Why do some juveniles get tried as adults?
In some cases, juveniles who have committed serious crimes, such as murder or sexual assault, may be transferred from the juvenile justice system to the adult criminal justice system. This transfer can occur through a judicial waiver, where a judge decides to transfer the case to adult court, or through statutory exclusion, where state law requires that certain crimes be tried in adult court.
Arguments in favor of trying juveniles as adults
The seriousness of the crime: Proponents of trying juveniles as adults argue that some crimes are so serious that the perpetrator, regardless of age, should be held accountable in the adult criminal justice system. They believe that trying juveniles as adults is a necessary step in ensuring that violent and dangerous criminals are punished and held accountable for their actions.
Public safety: Another argument in favor of trying juveniles as adults is that it protects the public from future harm. Juveniles who have committed serious crimes are often considered a high risk of re-offend, and many believe that trying them as adults will reduce this risk and protect the public from future harm.
Deterrence: Some proponents argue that trying juveniles as adults will serve as a deterrent to other juveniles who may be considering committing crimes. They believe that the threat of being tried as an adult will deter juveniles from committing serious crimes, thereby reducing the number of crimes committed by minors.
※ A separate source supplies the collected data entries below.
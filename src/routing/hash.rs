/// Key hashing algorithms shared with peer memcached clients
///
/// The byte and endianness conventions below decide which server owns a key.
/// Changing any of them re-shuffles key ownership for every client of the
/// cluster, so they are fixed per algorithm and covered by known-value tests.
use serde::{Deserialize, Serialize};
use std::fmt;

/// MD5 digests computed per unit of server weight on the ring
pub const RING_DIGESTS_PER_WEIGHT: u32 = 40;

/// Ring points taken from each digest
pub const POINTS_PER_DIGEST: usize = 4;

#[derive(Debug, Clone, Copy, PartialEq, Eq, Default, Serialize, Deserialize)]
#[serde(rename_all = "snake_case")]
pub enum HashingAlgorithm {
    /// Java string hash over UTF-16 code units
    Native,
    /// `h = 33 * h + c` over UTF-16 code units
    OldCompat,
    /// Upper CRC32 bits of the UTF-8 key
    #[default]
    NewCompat,
    /// MD5 on a consistent-hash ring
    Consistent,
}

impl HashingAlgorithm {
    /// Whether keys are placed on a ring rather than in a modulo table
    pub fn is_consistent(&self) -> bool {
        matches!(self, HashingAlgorithm::Consistent)
    }

    /// Signed hash of a key under this algorithm
    pub fn hash(&self, key: &str) -> i64 {
        match self {
            HashingAlgorithm::Native => i64::from(native_hash(key)),
            HashingAlgorithm::OldCompat => old_compat_hash(key),
            HashingAlgorithm::NewCompat => i64::from(new_compat_hash(key)),
            HashingAlgorithm::Consistent => i64::from(md5_hash(key)),
        }
    }

    /// Index into a modulo table of `len` slots
    pub fn bucket(&self, key: &str, len: usize) -> usize {
        if len == 0 {
            return 0;
        }
        let bucket = self.hash(key) % len as i64;
        bucket.unsigned_abs() as usize
    }
}

impl fmt::Display for HashingAlgorithm {
    fn fmt(&self, f: &mut fmt::Formatter<'_>) -> fmt::Result {
        let name = match self {
            HashingAlgorithm::Native => "native",
            HashingAlgorithm::OldCompat => "old_compat",
            HashingAlgorithm::NewCompat => "new_compat",
            HashingAlgorithm::Consistent => "consistent",
        };
        f.write_str(name)
    }
}

pub fn native_hash(key: &str) -> i32 {
    key.encode_utf16()
        .fold(0i32, |h, c| h.wrapping_mul(31).wrapping_add(i32::from(c)))
}

pub fn old_compat_hash(key: &str) -> i64 {
    key.encode_utf16()
        .fold(0i64, |h, c| h.wrapping_mul(33).wrapping_add(i64::from(c)))
}

pub fn new_compat_hash(key: &str) -> u32 {
    (crc32fast::hash(key.as_bytes()) >> 16) & 0x7fff
}

/// Little-endian u32 from the first four MD5 digest bytes
pub fn md5_hash(key: &str) -> u32 {
    let digest = md5::compute(key.as_bytes());
    le_point(&digest.0, 0)
}

/// Ring points owned by one server: `weight * 40` digests of `"<addr>-<n>"`,
/// four points per digest.
///
/// The count depends on this server's weight alone, not on the cluster total.
pub fn ring_points(addr: &str, weight: u32) -> Vec<u32> {
    let digests = weight.saturating_mul(RING_DIGESTS_PER_WEIGHT);
    let mut points = Vec::with_capacity(digests as usize * POINTS_PER_DIGEST);
    for n in 0..digests {
        let digest = md5::compute(format!("{}-{}", addr, n).as_bytes());
        for h in 0..POINTS_PER_DIGEST {
            points.push(le_point(&digest.0, h * 4));
        }
    }
    points
}

fn le_point(digest: &[u8; 16], offset: usize) -> u32 {
    u32::from_le_bytes([
        digest[offset],
        digest[offset + 1],
        digest[offset + 2],
        digest[offset + 3],
    ])
}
Arguments against trying juveniles as adults
Lack of maturity: Opponents of trying juveniles as adults argue that juveniles are not fully developed and lack the maturity of adults. They believe that juveniles are less able to understand the consequences of their actions and that they should be given a chance to reform and change their ways.
Rehabilitation: Another argument against trying juveniles as adults is that the adult criminal justice system is not equipped to provide the rehabilitation and education that juveniles need. Juvenile justice systems are designed to provide rehabilitation and education, whereas adult criminal justice systems are primarily focused on punishment.
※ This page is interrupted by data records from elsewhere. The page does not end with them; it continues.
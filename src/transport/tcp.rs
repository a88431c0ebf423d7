/// TCP transport speaking the memcached text protocol
use async_trait::async_trait;
use bytes::BytesMut;
use socket2::SockRef;
use std::io;
use std::time::Duration;
use tokio::io::{AsyncReadExt, AsyncWriteExt};
use tokio::net::TcpStream;
use tokio::time::timeout;
use tracing::{debug, warn};

use super::{ConnectionResult, Connector, Transport};
use crate::core::ServerSpec;
use crate::error::{MemcacheError, MemcacheResult};
use crate::protocol::{Request, Response, ResponseParser};

/// Opens TCP connections to memcached servers
#[derive(Debug, Clone)]
pub struct TcpConnector {
    /// Connection timeout
    connect_timeout: Duration,
    /// Read timeout for a single round trip
    read_timeout: Duration,
    /// Leave Nagle's algorithm on
    nagle: bool,
    /// Initial read buffer size
    buffer_size: usize,
}

impl TcpConnector {
    pub fn new(connect_timeout: Duration, read_timeout: Duration, nagle: bool) -> Self {
        Self {
            connect_timeout,
            read_timeout,
            nagle,
            buffer_size: 8192, // 8KB buffer by default
        }
    }

    /// Connector matching a cluster's socket settings
    pub fn from_cluster(config: &crate::config::ClusterConfig) -> Self {
        Self::new(config.connect_timeout(), config.socket_timeout(), config.nagle)
    }

    /// Update read buffer size for new connections
    pub fn set_buffer_size(&mut self, buffer_size: usize) {
        self.buffer_size = buffer_size;
    }

    fn configure_stream(&self, stream: &TcpStream) -> Result<(), io::Error> {
        stream.set_nodelay(!self.nagle)?;
        SockRef::from(stream).set_keepalive(true)?;
        Ok(())
    }
}

impl Default for TcpConnector {
    fn default() -> Self {
        Self::new(Duration::from_secs(3), Duration::from_secs(3), true)
    }
}

#[async_trait]
impl Connector for TcpConnector {
    async fn connect(&self, server: &ServerSpec) -> ConnectionResult {
        debug!("Connecting to memcached server {}", server.addr);

        match timeout(self.connect_timeout, TcpStream::connect(server.addr.as_str())).await {
            Ok(Ok(stream)) => {
                if let Err(e) = self.configure_stream(&stream) {
                    warn!("Failed to configure stream to {}: {}", server.addr, e);
                }

                debug!("Connected to memcached server {}", server.addr);
                ConnectionResult::Success(Box::new(TcpTransport::new(
                    stream,
                    server.addr.clone(),
                    self.read_timeout,
                    self.buffer_size,
                )))
            }
            Ok(Err(e)) => match e.kind() {
                io::ErrorKind::ConnectionRefused => {
                    debug!("Connection refused by {}", server.addr);
                    ConnectionResult::ConnectionRefused
                }
                _ => {
                    debug!("Network error connecting to {}: {}", server.addr, e);
                    ConnectionResult::NetworkError(e)
                }
            },
            Err(_) => {
                debug!("Timeout connecting to {}", server.addr);
                ConnectionResult::Timeout
            }
        }
    }
}

/// An established connection to one server
pub struct TcpTransport {
    stream: TcpStream,
    server: String,
    read_timeout: Duration,
    read_buf: BytesMut,
    write_buf: BytesMut,
}

impl TcpTransport {
    pub fn new(stream: TcpStream, server: String, read_timeout: Duration, buffer_size: usize) -> Self {
        Self {
            stream,
            server,
            read_timeout,
            read_buf: BytesMut::with_capacity(buffer_size),
            write_buf: BytesMut::with_capacity(buffer_size),
        }
    }

    async fn exchange(&mut self, request: &Request) -> MemcacheResult<Response> {
        self.write_buf.clear();
        request.encode_into(&mut self.write_buf);
        self.stream.write_all(&self.write_buf).await?;
        self.stream.flush().await?;

        let mut parser = ResponseParser::new(request.reply_kind());
        loop {
            if let Some(response) = parser.resume(&mut self.read_buf)? {
                return Ok(response);
            }
            let n = self.stream.read_buf(&mut self.read_buf).await?;
            if n == 0 {
                return Err(MemcacheError::Network(io::Error::new(
                    io::ErrorKind::UnexpectedEof,
                    format!("{} closed the connection", self.server),
                )));
            }
        }
    }
}

#[async_trait]
impl Transport for TcpTransport {
    async fn round_trip(&mut self, request: &Request) -> MemcacheResult<Response> {
        match timeout(self.read_timeout, self.exchange(request)).await {
            Ok(result) => result,
            Err(_) => Err(MemcacheError::timeout(format!(
                "{} on {}",
                request.command_name(),
                self.server
            ))),
        }
    }
}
Permanent consequences: Those against trying juveniles as adults argue that the consequences of being tried as an adult can be permanent and have a devastating impact on the juvenile’s future. A criminal record can limit job opportunities and make it difficult for a juvenile to reintegrate into society.
The debate over trying juveniles as adults is a complex and controversial issue that elicits strong opinions on both sides. Both arguments have merit, and the decision to try a juvenile as an adult should not be taken lightly. The goal of the juvenile justice system should be to provide rehabilitation and education to young offenders, while also holding them accountable for their actions and protecting the public from future harm.